Play Architecture with Fallingwater

Daily Draw July 23rd, 2012

9 SPADES
F.L. Wright
Falling Water (sic)
Bear Run, 1936

I really like the line drawings in this deck. The house is actually called Fallingwater and is all one word. Bear Run is about 60 miles from Pittsburgh, Pennsylvania.

In 1934, Edgar Kauffman Jr. came to Wright’s fellowship at Taliesin for several months. He had studied architecture and knew he didn’t want to be an architect, but he was drawn to Wright’s ideas and philosophy. While there, his parents visited him and his father, Edgar Kauffman Sr., who was a wealthy department store owner in Pittsburgh, fell under Wright’s spell and asked him to design a country retreat for him.

They had some property in Bear Run and were using it for camping and swimming and generally roughing it on vacations, but wanted a permanent building there. They thought a nice woodsy house looking toward the waterfall which fell under a large boulder would be nice. They wanted to spend about 20 to 30 thousand dollars.

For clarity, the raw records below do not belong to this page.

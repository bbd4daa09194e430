/*!
    Audio sample FIFO.
*/

use ffmpeg_types::{Error, Result, SampleFormat};

/**
    Queue of not-yet-encoded samples in an encoder's sample format.

    Holds one plane per channel for planar formats and a single
    interleaved plane otherwise. Input may arrive in either the packed or
    the planar form of the same sample type; it is interleaved or
    deinterleaved on the way in.
*/
#[derive(Clone, Debug)]
pub struct AudioFifo {
    format: SampleFormat,
    channels: usize,
    planes: Vec<Vec<u8>>,
    samples: usize,
}

impl AudioFifo {
    /**
        Create an empty FIFO.
    */
    pub fn new(format: SampleFormat, channels: u16) -> Self {
        let channels = channels.max(1) as usize;
        let plane_count = if format.is_planar() { channels } else { 1 };
        Self {
            format,
            channels,
            planes: vec![Vec::new(); plane_count],
            samples: 0,
        }
    }

    /**
        Number of buffered samples per channel.
    */
    pub fn len(&self) -> usize {
        self.samples
    }

    pub fn is_empty(&self) -> bool {
        self.samples == 0
    }

    pub fn format(&self) -> SampleFormat {
        self.format
    }

    pub fn channels(&self) -> u16 {
        self.channels as u16
    }

    /**
        Append `samples` samples per channel.

        `data` holds either interleaved samples or concatenated planes,
        according to `format`.
    */
    pub fn push(&mut self, data: &[u8], format: SampleFormat, samples: usize) -> Result<()> {
        if format.to_packed() != self.format.to_packed() {
            return Err(Error::invalid_data(format!(
                "cannot queue {} samples in a {} fifo",
                format, self.format
            )));
        }
        let bps = self.format.bytes_per_sample();
        let expected = samples * self.channels * bps;
        if data.len() != expected {
            return Err(Error::invalid_data(format!(
                "{} samples x {} channels need {} bytes, got {}",
                samples,
                self.channels,
                expected,
                data.len()
            )));
        }

        match (format.is_planar(), self.format.is_planar()) {
            (false, false) => self.planes[0].extend_from_slice(data),
            (true, true) => {
                let plane_len = samples * bps;
                for (plane, chunk) in self.planes.iter_mut().zip(data.chunks_exact(plane_len)) {
                    plane.extend_from_slice(chunk);
                }
            }
            (false, true) => {
                // Deinterleave
                for frame in data.chunks_exact(self.channels * bps) {
                    for (plane, sample) in self.planes.iter_mut().zip(frame.chunks_exact(bps)) {
                        plane.extend_from_slice(sample);
                    }
                }
            }
            (true, false) => {
                // Interleave
                let plane_len = samples * bps;
                let out = &mut self.planes[0];
                out.reserve(expected);
                for i in 0..samples {
                    for channel in 0..self.channels {
                        let start = channel * plane_len + i * bps;
                        out.extend_from_slice(&data[start..start + bps]);
                    }
                }
            }
        }

        self.samples += samples;
        Ok(())
    }

    /**
        Remove up to `samples` samples per channel from the front.

        Returns the number of samples removed and their data as
        concatenated planes in the FIFO's format.
    */
    pub fn pop(&mut self, samples: usize) -> (usize, Vec<u8>) {
        let count = samples.min(self.samples);
        let bps = self.format.bytes_per_sample();
        let bytes = if self.format.is_planar() {
            count * bps
        } else {
            count * bps * self.channels
        };

        let mut out = Vec::with_capacity(bytes * self.planes.len());
        for plane in &mut self.planes {
            out.extend(plane.drain(..bytes));
        }
        self.samples -= count;
        (count, out)
    }
}

#[cfg(test)]
mod tests {
    use super::*;

    fn s16_bytes(samples: &[i16]) -> Vec<u8> {
        samples.iter().flat_map(|s| s.to_ne_bytes()).collect()
    }

    #[test]
    fn deinterleaves_into_planes() {
        let mut fifo = AudioFifo::new(SampleFormat::S16Planar, 2);
        fifo.push(&s16_bytes(&[1, -1, 2, -2, 3, -3]), SampleFormat::S16, 3)
            .unwrap();
        assert_eq!(fifo.len(), 3);

        let (count, data) = fifo.pop(2);
        assert_eq!(count, 2);
        assert_eq!(data, s16_bytes(&[1, 2, -1, -2]));
        assert_eq!(fifo.len(), 1);

        let (count, data) = fifo.pop(10);
        assert_eq!(count, 1);
        assert_eq!(data, s16_bytes(&[3, -3]));
        assert!(fifo.is_empty());
    }

    #[test]
    fn interleaves_planar_input() {
        let mut fifo = AudioFifo::new(SampleFormat::S16, 2);
        fifo.push(&s16_bytes(&[1, 2, -1, -2]), SampleFormat::S16Planar, 2)
            .unwrap();
        let (_, data) = fifo.pop(2);
        assert_eq!(data, s16_bytes(&[1, -1, 2, -2]));
    }

    #[test]
    fn rejects_other_sample_types_and_sizes() {
        let mut fifo = AudioFifo::new(SampleFormat::F32Planar, 2);
        assert!(fifo.push(&[0; 8], SampleFormat::S16, 2).is_err());
        assert!(fifo.push(&[0; 12], SampleFormat::F32, 2).is_err());
        assert!(fifo.is_empty());
    }

    #[test]
    fn occupancy_stays_below_frame_size_after_drain() {
        let frame_size = 1024;
        let mut fifo = AudioFifo::new(SampleFormat::F32Planar, 2);
        let chunk = vec![0u8; 37 * 2 * 4];
        let mut popped = 0;
        for _ in 0..200 {
            fifo.push(&chunk, SampleFormat::F32, 37).unwrap();
            while fifo.len() >= frame_size {
                let (count, data) = fifo.pop(frame_size);
                assert_eq!(count, frame_size);
                assert_eq!(data.len(), frame_size * 2 * 4);
                popped += count;
            }
            assert!(fifo.len() < frame_size);
        }
        assert_eq!(popped + fifo.len(), 200 * 37);
    }
}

Weeks and weeks passed and no word came from Wright so Kauffman phoned Wright and asked to see how the plans were coming along. Wright pretended he had the plans done but he actually had not started them. Kauffman was going to be there in a couple of hours so Wright just sat down and drew, and drew, flipping sheets around and using up many pencils, and finally giving the drawing the name Fallingwater. His two assistants drew up the other two elevations while Wright was schmoozing with Kauffman.

Instead of being a rustic lodge opposite the waterfall, it was built around the boulder Mr. Kauffman used to sun himself on, and was all angled modernity with wood and stone and cantilevered concrete balconies. It also cost a hell of a lot more than $20,000 in the end. The engineers were sceptical this was a safe design but Wright went ahead, although the builder added some extra structural support on the sly.

The conservation of the house started in 1988, fifty years after it was built. Most buildings need a renovation by that time but this house needs to be preserved for historical reasons. Because of the humid environment over water it has mould and mildew problems, and always was a bit structurally iffy, so they had to add steel girders to support it for a while, eventually using newer methods like steel cables and post tensioning, using blocks joined to floor joists and the cantilever beams with tension added. The interior was saved as it was originally and strangely looks like a house from the late sixties—well ahead of its time.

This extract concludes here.